At first glance, Pig could seem like Nicolas Cage’s turn to do a Liam Neeson or Keanu Reeves-type role. Just by reading the short IMDb synopsis — “A truffle hunter who lives alone in the Oregonian wilderness must return to his past in Portland in search of his beloved foraging pig after she is kidnapped,” it seems like this would be a classic action revenge plot. But it’s not that at all. In fact, it basically uses the Taken, John Wick, and Nobody type of story to subvert your expectations and make something subdued and sincere that creates an air of loss and love.
Nicolas Cage is incredible in this movie. He has a reputation for going over the top with his performances, but if this was the only movie of his you’d ever seen, that reputation would make little sense. Here, he is quiet and subdued and much of the performance is internal. He begins the movie in his secluded forest cabin, all alone save for his pig. Amir (Alex Wolff) comes every Thursday to collect Robin’s (Cage) truffles to sell them to high-end restaurants, but Robin doesn’t interact with him even five percent more than he needs to.
Robin’s so secluded because when his wife passed away, it caused him to lose his passion for his restaurant, where he was head chef. His only remaining companion is his pig, whom he loves more than anything else. Even when he can’t play the final song recording his wife left for him, he always has his pig to turn back to. But once the pig is abducted in the night by faceless strangers, Robin is forced to work closely with Amir, his only real contact, to recover the pig.

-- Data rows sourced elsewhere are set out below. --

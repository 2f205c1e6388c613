//! In-process router tests, no sockets involved.

use axum::body::{to_bytes, Body};
use axum::http::{Request, StatusCode};
use quoter::config::{parse_config, QuoterConfig};
use quoter::http::HttpServer;
use serde_json::Value;
use tower::ServiceExt;

async fn call(server: &HttpServer, uri: &str) -> (StatusCode, String) {
    let response = server
        .router()
        .oneshot(Request::builder().uri(uri).body(Body::empty()).unwrap())
        .await
        .unwrap();
    let status = response.status();
    let bytes = to_bytes(response.into_body(), usize::MAX).await.unwrap();
    (status, String::from_utf8(bytes.to_vec()).unwrap())
}

const GRUNWALD_2016: &str = "/quote?vehicle_type=semitrailer&brand=GRUNWALD&year=2016\
    &price=5000000&downpayment=0.1&VAT_included=yes";

#[tokio::test]
async fn test_quote_body() {
    let server = HttpServer::new(QuoterConfig::default());
    let (status, body) = call(&server, GRUNWALD_2016).await;
    assert_eq!(status, StatusCode::OK);

    let json: Value = serde_json::from_str(&body).unwrap();
    assert!(json["monthly_payment"]["value"].as_i64().unwrap() > 0);
    assert_eq!(json["monthly_payment"]["VAT_included"], true);
    assert_eq!(json["downpayment"]["value"], 500_000);
    assert_eq!(json["downpayment"]["VAT_included"], true);
}

#[tokio::test]
async fn test_generated_request_id() {
    let server = HttpServer::new(QuoterConfig::default());
    let response = server
        .router()
        .oneshot(Request::builder().uri("/health").body(Body::empty()).unwrap())
        .await
        .unwrap();
    let id = response.headers()["x-request-id"].to_str().unwrap();
    assert_eq!(id.len(), 36, "{id}");
    assert_eq!(id.matches('-').count(), 4, "{id}");
}

#[tokio::test]
async fn test_unknown_route() {
    let server = HttpServer::new(QuoterConfig::default());
    let (status, _) = call(&server, "/quotes").await;
    assert_eq!(status, StatusCode::NOT_FOUND);
}

#[tokio::test]
async fn test_rules_from_config() {
    let config = parse_config(
        r#"
        [service]
        update_date = "2022-06-30"

        [rules]
        revision = "test"
        vehicle_types = ["semitrailer"]

        [rules.brands]
        russian = ["TONAR"]
        european = ["KRONE"]
        "#,
    )
    .unwrap();
    let server = HttpServer::new(config);

    let (_, date) = call(&server, "/calc_update_date").await;
    assert_eq!(date, "2022-06-30");

    // GRUNWALD is no longer on the list.
    let (status, body) = call(&server, GRUNWALD_2016).await;
    assert_eq!(status, StatusCode::UNPROCESSABLE_ENTITY);
    let json: Value = serde_json::from_str(&body).unwrap();
    assert_eq!(json["kind"], "disallowed_brand");

    let (_, brands) = call(&server, "/brands").await;
    let json: Value = serde_json::from_str(&brands).unwrap();
    assert_eq!(json["brands"]["european"], serde_json::json!(["KRONE"]));
}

Amir’s reintroduction makes this movie that much better than it already was. He’s introduced as a cocky rich kid until it’s revealed that he does have at least a bit of a heart. And that heart begins to open up as he spends more time really getting to know Robin. They talk about their pasts and their current mindsets and how those together inform why they’re going after the pig at all.
In addition, Wolff delivers the best performance I’ve seen from him. His most notable movies to date are probably Hereditary and M. Night Shyamalan’s Old, both of which are very intense and put Wolff’s characters in terrifying positions physically. They, like many of Cage’s roles, gave him the chance to show off how much he can emote. But in Pig, I was shown that he’s capable of holding his own in more than horror or horror-adjacent movies. Again, like Cage, much of Wolff’s performance is internal and under the surface.
Of course, performances on their own don’t mean much without a good story behind them, and I absolutely love the way Pig plays with how this type of story usually comes across. There are only two scenes with any kind of action — one is just Robin being knocked over when his pig is stolen and the other is at a secret underground fight club. And the latter is much more of an emotional scene than an action-packed one. This movie understands what movies like Taken don’t (not to mention the fact that it’s a completely different genre), and that’s the motivation behind why the characters go after what they go after.
Robin explains his worldview and how it informs his need and desire to find this pig. In the middle of one of the two best scenes of the movie, Robin encounters a former employee who might know something about where the pig is. In the 15 years since Robin was his boss, this employee has opened a trendy restaurant that serves fancy foods and is impossible to get a reservation at, but his dream was always to open a pub. Robin chides him for ever giving up on this dream and spending what little time and energy he has doing something he doesn’t love. He tells the chef, “we don’t get a lot of things to really care about.” And this line sits heavily in the air and absolutely permeates the rest of the movie. It then begins to infiltrate the thoughts and actions of the people with whom Robin comes in contact.
This is director Michael Sarnoski’s feature debut and he absolutely knocked it out of the park. He made a movie that is gentle, yet rough, cutting, yet humorous, and heartbreaking, yet uplifting. It’s basically an impossible line to walk, yet he does it without error. At its core, Pig is a story about loss and coping, but it’s also about how those can work together to bring about new emotions and possibilities in your life. This is a film that came out of nowhere to floor me and will stick around among my favorites for the remainder of the year.